*** EXTRACTED MATERIAL Section Begins ***

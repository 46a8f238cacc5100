use crate::faq::store::FaqEntry;

/// Returned when nothing in the dataset is close enough to the user's text.
pub const NO_ANSWER: &str =
    "Sorry, I couldn't find an answer to that. Please try rephrasing your question.";

/// Minimum similarity for a fuzzy match to be accepted.
const MATCH_THRESHOLD: f64 = 0.5;

fn normalize(s: &str) -> String {
    s.trim().to_lowercase()
}

/// Pick the stored answer for `message`, or `None` when nothing clears the
/// threshold. Exact (normalized) matches win outright; otherwise the entry
/// with the highest similarity ratio is taken, first-seen order breaking
/// ties.
pub fn best_answer<'a>(entries: &'a [FaqEntry], message: &str) -> Option<&'a str> {
    let needle = normalize(message);

    for entry in entries {
        if normalize(&entry.user) == needle {
            return Some(&entry.assistant);
        }
    }

    let mut best: Option<(&FaqEntry, f64)> = None;
    for entry in entries {
        let score = similarity(&needle, &normalize(&entry.user));
        match best {
            Some((_, top)) if score <= top => {}
            _ => best = Some((entry, score)),
        }
    }

    match best {
        Some((entry, score)) if score > MATCH_THRESHOLD => Some(&entry.assistant),
        _ => None,
    }
}

/// Convenience wrapper used by the chatbot endpoint.
pub fn respond(entries: &[FaqEntry], message: &str) -> String {
    best_answer(entries, message)
        .unwrap_or(NO_ANSWER)
        .to_string()
}

/// Ratcliff/Obershelp similarity over characters: twice the number of
/// matching characters (longest common substring, recursing on both sides)
/// divided by the total length. Symmetric, in [0, 1]; two empty strings
/// count as identical.
pub fn similarity(a: &str, b: &str) -> f64 {
    let a: Vec<char> = a.chars().collect();
    let b: Vec<char> = b.chars().collect();
    let total = a.len() + b.len();
    if total == 0 {
        return 1.0;
    }
    2.0 * matching_chars(&a, &b) as f64 / total as f64
}

fn matching_chars(a: &[char], b: &[char]) -> usize {
    if a.is_empty() || b.is_empty() {
        return 0;
    }

    // Longest common substring; earliest occurrence wins on equal length.
    let mut best_a = 0;
    let mut best_b = 0;
    let mut best_len = 0;
    let mut prev = vec![0usize; b.len() + 1];
    for (i, &ca) in a.iter().enumerate() {
        let mut cur = vec![0usize; b.len() + 1];
        for (j, &cb) in b.iter().enumerate() {
            if ca == cb {
                let len = prev[j] + 1;
                cur[j + 1] = len;
                if len > best_len {
                    best_len = len;
                    best_a = i + 1 - len;
                    best_b = j + 1 - len;
                }
            }
        }
        prev = cur;
    }

    if best_len == 0 {
        return 0;
    }

    best_len
        + matching_chars(&a[..best_a], &b[..best_b])
        + matching_chars(&a[best_a + best_len..], &b[best_b + best_len..])
}

#[cfg(test)]
mod tests {
    use super::*;

    fn entry(user: &str, assistant: &str) -> FaqEntry {
        FaqEntry {
            user: user.into(),
            assistant: assistant.into(),
        }
    }

    #[test]
    fn identical_strings_score_one() {
        assert_eq!(similarity("career", "career"), 1.0);
    }

    #[test]
    fn disjoint_strings_score_zero() {
        assert_eq!(similarity("abc", "xyz"), 0.0);
    }

    #[test]
    fn both_empty_score_one() {
        assert_eq!(similarity("", ""), 1.0);
    }

    #[test]
    fn one_empty_scores_zero() {
        assert_eq!(similarity("abc", ""), 0.0);
    }

    #[test]
    fn similarity_is_symmetric() {
        let pairs = [("abcd", "bcde"), ("resume tips", "resume help"), ("a", "ab")];
        for (x, y) in pairs {
            assert_eq!(similarity(x, y), similarity(y, x), "{x} vs {y}");
        }
    }

    #[test]
    fn overlapping_strings_score_expected_ratio() {
        // matching block "bcd" of length 3, total length 8
        assert!((similarity("abcd", "bcde") - 0.75).abs() < 1e-9);
    }

    #[test]
    fn exact_match_ignores_case_and_whitespace() {
        let entries = vec![
            entry("how do I write a resume", "Keep it to one page."),
            entry("how do I prepare for interviews", "Practice aloud."),
        ];
        let answer = best_answer(&entries, "  How Do I Write A Resume  ").unwrap();
        assert_eq!(answer, "Keep it to one page.");
    }

    #[test]
    fn exact_match_prefers_first_entry_in_file_order() {
        let entries = vec![
            entry("same question", "first answer"),
            entry("same question", "second answer"),
        ];
        assert_eq!(best_answer(&entries, "same question"), Some("first answer"));
    }

    #[test]
    fn close_input_matches_fuzzily() {
        let entries = vec![
            entry("how do i become a data scientist", "Study statistics and code."),
            entry("what does a product manager do", "They own the roadmap."),
        ];
        let answer = best_answer(&entries, "how to become a data scientist").unwrap();
        assert_eq!(answer, "Study statistics and code.");
    }

    #[test]
    fn low_similarity_returns_none() {
        let entries = vec![
            entry("how do i become a data scientist", "Study statistics and code."),
            entry("what does a product manager do", "They own the roadmap."),
        ];
        assert_eq!(best_answer(&entries, "zzzz qqqq xxxx"), None);
    }

    #[test]
    fn ties_resolve_to_first_seen_entry() {
        // "ab" and "ba" are equally similar to "a"
        let entries = vec![entry("ab", "first"), entry("ba", "second")];
        assert_eq!(similarity("a", "ab"), similarity("a", "ba"));
        assert_eq!(best_answer(&entries, "a"), Some("first"));
    }

    #[test]
    fn empty_dataset_yields_sentinel() {
        assert_eq!(respond(&[], "anything"), NO_ANSWER);
    }

    #[test]
    fn respond_falls_back_to_sentinel_below_threshold() {
        let entries = vec![entry("completely unrelated question", "answer")];
        assert_eq!(respond(&entries, "zzzzzz"), NO_ANSWER);
    }

    #[test]
    fn threshold_is_strictly_greater_than_half() {
        // "ab" vs "cb": matching "b", ratio = 2*1/4 = 0.5, which is not accepted
        let entries = vec![entry("cb", "answer")];
        assert!((similarity("ab", "cb") - 0.5).abs() < 1e-9);
        assert_eq!(best_answer(&entries, "ab"), None);
    }
}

*** EXTRACTED MATERIAL Section Ends ***

Please reply with an exact copy of the lines above, starting at the first and ending at the line that holds "let a: Vec<char> = a.chars().collect();".

repository 46a8f238cacc5100
use crate::faq::store::FaqEntry;

/// Returned when nothing in the dataset is close enough to the user's text.
pub const NO_ANSWER: &str =
    "Sorry, I couldn't find an answer to that. Please try rephrasing your question.";

/// Minimum similarity for a fuzzy match to be accepted.
const MATCH_THRESHOLD: f64 = 0.5;

fn normalize(s: &str) -> String {
    s.trim().to_lowercase()
}

/// Pick the stored answer for `message`, or `None` when nothing clears the
/// threshold. Exact (normalized) matches win outright; otherwise the entry
/// with the highest similarity ratio is taken, first-seen order breaking
/// ties.
pub fn best_answer<'a>(entries: &'a [FaqEntry], message: &str) -> Option<&'a str> {
    let needle = normalize(message);

    for entry in entries {
        if normalize(&entry.user) == needle {
            return Some(&entry.assistant);
        }
    }

    let mut best: Option<(&FaqEntry, f64)> = None;
    for entry in entries {
        let score = similarity(&needle, &normalize(&entry.user));
        match best {
            Some((_, top)) if score <= top => {}
            _ => best = Some((entry, score)),
        }
    }

    match best {
        Some((entry, score)) if score > MATCH_THRESHOLD => Some(&entry.assistant),
        _ => None,
    }
}

/// Convenience wrapper used by the chatbot endpoint.
pub fn respond(entries: &[FaqEntry], message: &str) -> String {
    best_answer(entries, message)
        .unwrap_or(NO_ANSWER)
        .to_string()
}

/// Ratcliff/Obershelp similarity over characters: twice the number of
/// matching characters (longest common substring, recursing on both sides)
/// divided by the total length. Symmetric, in [0, 1]; two empty strings
/// count as identical.
pub fn similarity(a: &str, b: &str) -> f64 {
    let a: Vec<char> = a.chars().collect();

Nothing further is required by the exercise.